Dataset content.
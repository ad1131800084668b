//! Toy singlet scalar dark matter modules.
//!
//! Four modules (`Spectrum`, `Decays`, `Relic`, `Likelihood`) and one in-process backend
//! (`ToyCalc`), enough to drive every path of the engine from the command line: model
//! lineage, once-per-process initialisation, backend calls, an iterative loop and point
//! invalidation.

use std::f64::consts::PI;

use depres::backend::{Backend, BackendFunctionEntry, BackendRequirement, VersionReq};
use depres::error::RegistryError;
use depres::model::Value;
use depres::node::{LoopSpec, NodeContext, NodeFailure, NodeSpec};
use depres::registry::{CapabilityRegistry, MODEL_PARAMETERS};

pub const SINGLET: &str = "SingletDM";
pub const SINGLET_Z2: &str = "SingletDM_Z2";

const HIGGS_MASS: f64 = 125.1;
const HIGGS_VEV: f64 = 246.22;
/// Standard Model Higgs width in GeV.
const HIGGS_SM_WIDTH: f64 = 4.07e-3;
const PLANCK_OH2: f64 = 0.120;
const PLANCK_OH2_SIGMA: f64 = 0.0012;
const BR_INVISIBLE_SIGMA: f64 = 0.11;

fn toycalc_requirement(group: &str) -> BackendRequirement {
    BackendRequirement::new(group).from_backend("ToyCalc", VersionReq::Compatible((1, 0, 0).into()))
}

/// The in-process `ToyCalc` backend. Not reentrant.
pub fn toycalc() -> Backend {
    Backend::new("ToyCalc", (1, 0, 0))
        .with_function(BackendFunctionEntry::new(
            "toycalc_initialise",
            "bool",
            |_: &[Value]| {
                log::info!("ToyCalc initialised");
                Ok(Value::from(true))
            },
        ))
        .with_function(BackendFunctionEntry::new(
            "higgs_invisible_width",
            "double",
            higgs_to_singlets,
        ))
}

/// `Γ(h → SS)` for `[m_h, m_S, λ_hS]`.
fn higgs_to_singlets(args: &[Value]) -> Result<Value, NodeFailure> {
    let arg = |i: usize| {
        args.get(i).and_then(Value::as_number).ok_or_else(|| {
            NodeFailure::fatal(format!("higgs_invisible_width: argument {} must be a number", i))
        })
    };
    let (m_h, m_s, lambda) = (arg(0)?, arg(1)?, arg(2)?);
    if 2.0 * m_s >= m_h {
        return Ok(Value::from(0.0));
    }
    let beta = (1.0 - 4.0 * m_s * m_s / (m_h * m_h)).sqrt();
    Ok(Value::from(
        lambda * lambda * HIGGS_VEV * HIGGS_VEV / (32.0 * PI * m_h) * beta,
    ))
}

/// Declares the singlet models and registers every toy module.
pub fn registry() -> Result<CapabilityRegistry, RegistryError> {
    let mut registry = CapabilityRegistry::with_builtin_parameters();
    registry.models_mut().declare(SINGLET)?;
    registry.models_mut().declare_child(SINGLET_Z2, SINGLET)?;

    register_spectrum(&mut registry)?;
    register_decays(&mut registry)?;
    register_relic(&mut registry)?;
    register_likelihoods(&mut registry)?;
    Ok(registry)
}

fn register_spectrum(registry: &mut CapabilityRegistry) -> Result<(), RegistryError> {
    registry.register_fn(
        NodeSpec::new("Spectrum", "get_singlet_spectrum", "SingletDM_spectrum", "spectrum")
            .depends_on(MODEL_PARAMETERS)
            .allow_model(SINGLET),
        |ctx: &NodeContext<'_>| {
            let params = ctx.dependency(MODEL_PARAMETERS)?;
            let get = |name: &str| {
                params
                    .get(name)
                    .and_then(Value::as_number)
                    .ok_or_else(|| NodeFailure::fatal(format!("missing parameter `{}`", name)))
            };
            let m_s = get("m_S")?;
            let lambda = get("lambda_hS")?;
            if m_s <= 0.0 {
                return Err(NodeFailure::invalid(format!("tachyonic singlet, m_S = {}", m_s)));
            }
            if lambda.abs() > 4.0 * PI {
                return Err(NodeFailure::invalid(format!(
                    "non-perturbative coupling, lambda_hS = {}",
                    lambda
                )));
            }
            Ok(Value::map([
                ("m_S", m_s),
                ("lambda_hS", lambda),
                ("m_h", HIGGS_MASS),
            ]))
        },
    )?;
    Ok(())
}

fn register_decays(registry: &mut CapabilityRegistry) -> Result<(), RegistryError> {
    registry.register_fn(
        NodeSpec::new("Decays", "ToyCalc_init", "ToyCalc_init", "bool")
            .requires_backend(toycalc_requirement("toycalc_initialise"))
            .once_per_process(),
        |ctx: &NodeContext<'_>| ctx.backend("toycalc_initialise")?.call(&[]),
    )?;

    registry.register_fn(
        NodeSpec::new(
            "Decays",
            "higgs_invisible_width",
            "Higgs_invisible_width",
            "double",
        )
        .depends_on("SingletDM_spectrum")
        .depends_on("ToyCalc_init")
        .requires_backend(toycalc_requirement("higgs_invisible_width").of_type("double")),
        |ctx: &NodeContext<'_>| {
            let spectrum = ctx.dependency("SingletDM_spectrum")?;
            let args: Vec<Value> = ["m_h", "m_S", "lambda_hS"]
                .iter()
                .map(|key| spectrum.get(key).cloned().unwrap_or(Value::from(0.0)))
                .collect();
            ctx.backend("higgs_invisible_width")?.call(&args)
        },
    )?;
    Ok(())
}

/// Freeze-out relic density the iteration converges to.
fn relic_target(spectrum: &Value) -> Result<f64, NodeFailure> {
    let m_s = spectrum.get("m_S").and_then(Value::as_number);
    let lambda = spectrum.get("lambda_hS").and_then(Value::as_number);
    let (Some(m_s), Some(lambda)) = (m_s, lambda) else {
        return Err(NodeFailure::fatal("malformed singlet spectrum"));
    };
    // <σv> grows with the coupling and is resonantly enhanced near m_S = m_h / 2.
    let resonance = 1.0 / (((2.0 * m_s - HIGGS_MASS) / 10.0).powi(2) + 1.0);
    let sigma_v = lambda * lambda * (1.0 + 50.0 * resonance) * (100.0 / m_s);
    Ok(2.4e-4 / (sigma_v + 1e-6))
}

fn register_relic(registry: &mut CapabilityRegistry) -> Result<(), RegistryError> {
    registry.register_fn(
        NodeSpec::new("Relic", "RD_oh2_iterative", "RD_oh2", "double")
            .manages_loop(LoopSpec::new("RD_converged", 20).reads("RD_estimate")),
        |ctx: &NodeContext<'_>| {
            if let Some(report) = ctx.loop_report() {
                log::debug!(
                    "Relic density loop {:?} after {} iterations",
                    report.state,
                    report.iterations
                );
            }
            ctx.member("RD_estimate").cloned()
        },
    )?;

    registry.register_fn(
        NodeSpec::new("Relic", "RD_estimate_simple", "RD_estimate", "double")
            .depends_on("SingletDM_spectrum")
            .needs_manager("RD_oh2"),
        |ctx: &NodeContext<'_>| {
            let target = relic_target(ctx.dependency("SingletDM_spectrum")?)?;
            let previous = ctx
                .previous_iteration("RD_estimate")
                .and_then(Value::as_number)
                .unwrap_or(0.0);
            Ok(Value::from(previous + (target - previous) / 2.0))
        },
    )?;

    registry.register_fn(
        NodeSpec::new("Relic", "RD_estimate_mc", "RD_estimate", "double")
            .depends_on("SingletDM_spectrum")
            .needs_manager("RD_oh2")
            .requires_backend(
                BackendRequirement::new("mc_integrate")
                    .of_type("double")
                    .from_backend("MonteCarloLib", VersionReq::Compatible((1, 0, 0).into())),
            )
            .option("samples")
            .option("seed"),
        |ctx: &NodeContext<'_>| {
            let target = relic_target(ctx.dependency("SingletDM_spectrum")?)?;
            let samples: i64 = ctx.options().get_or(1000, &["samples"])?;
            let seed: i64 = ctx.options().get_or(0, &["seed"])?;
            let sampled = ctx
                .backend("mc_integrate")?
                .call(&[Value::from(target), Value::from(samples), Value::from(seed)])?
                .as_number()
                .ok_or_else(|| NodeFailure::fatal("mc_integrate returned a non-number"))?;
            let previous = ctx
                .previous_iteration("RD_estimate")
                .and_then(Value::as_number)
                .unwrap_or(0.0);
            Ok(Value::from(previous + (sampled - previous) / 2.0))
        },
    )?;

    registry.register_fn(
        NodeSpec::new("Relic", "RD_converged", "RD_converged", "bool")
            .depends_on("RD_estimate")
            .needs_manager("RD_oh2")
            .option("tolerance"),
        |ctx: &NodeContext<'_>| {
            let tolerance: f64 = ctx.options().get_or(1e-4, &["tolerance"])?;
            let current = ctx.number("RD_estimate")?;
            let converged = ctx
                .previous_iteration("RD_estimate")
                .and_then(Value::as_number)
                .is_some_and(|previous| (current - previous).abs() <= tolerance * current.abs());
            Ok(Value::from(converged))
        },
    )?;
    Ok(())
}

fn register_likelihoods(registry: &mut CapabilityRegistry) -> Result<(), RegistryError> {
    registry.register_fn(
        NodeSpec::new("Likelihood", "lnL_oh2_Planck", "lnL_oh2", "double")
            .depends_on("RD_oh2")
            .option("upper_limit_only"),
        |ctx: &NodeContext<'_>| {
            let oh2 = ctx.number("RD_oh2")?;
            let upper_only: bool = ctx.options().get_or(true, &["upper_limit_only"])?;
            if upper_only && oh2 <= PLANCK_OH2 {
                return Ok(Value::from(0.0));
            }
            let pull = (oh2 - PLANCK_OH2) / PLANCK_OH2_SIGMA;
            Ok(Value::from(-0.5 * pull * pull))
        },
    )?;

    registry.register_fn(
        NodeSpec::new(
            "Likelihood",
            "lnL_Higgs_invisible",
            "lnL_Higgs_invisible",
            "double",
        )
        .depends_on_typed("Higgs_invisible_width", "double"),
        |ctx: &NodeContext<'_>| {
            let width = ctx.number("Higgs_invisible_width")?;
            let branching = width / (width + HIGGS_SM_WIDTH);
            let pull = branching / BR_INVISIBLE_SIGMA;
            Ok(Value::from(-0.5 * pull * pull))
        },
    )?;
    Ok(())
}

Task statement. All that belongs in the answer is the run of lines above from the line containing "const BR_INVISIBLE_SIGMA: f64 = 0.11;" through the line containing "pub fn toycalc()", exactly as written.

Response box.
const BR_INVISIBLE_SIGMA: f64 = 0.11;

fn toycalc_requirement(group: &str) -> BackendRequirement {
    BackendRequirement::new(group).from_backend("ToyCalc", VersionReq::Compatible((1, 0, 0).into()))
}

/// The in-process `ToyCalc` backend. Not reentrant.
pub fn toycalc() -> Backend {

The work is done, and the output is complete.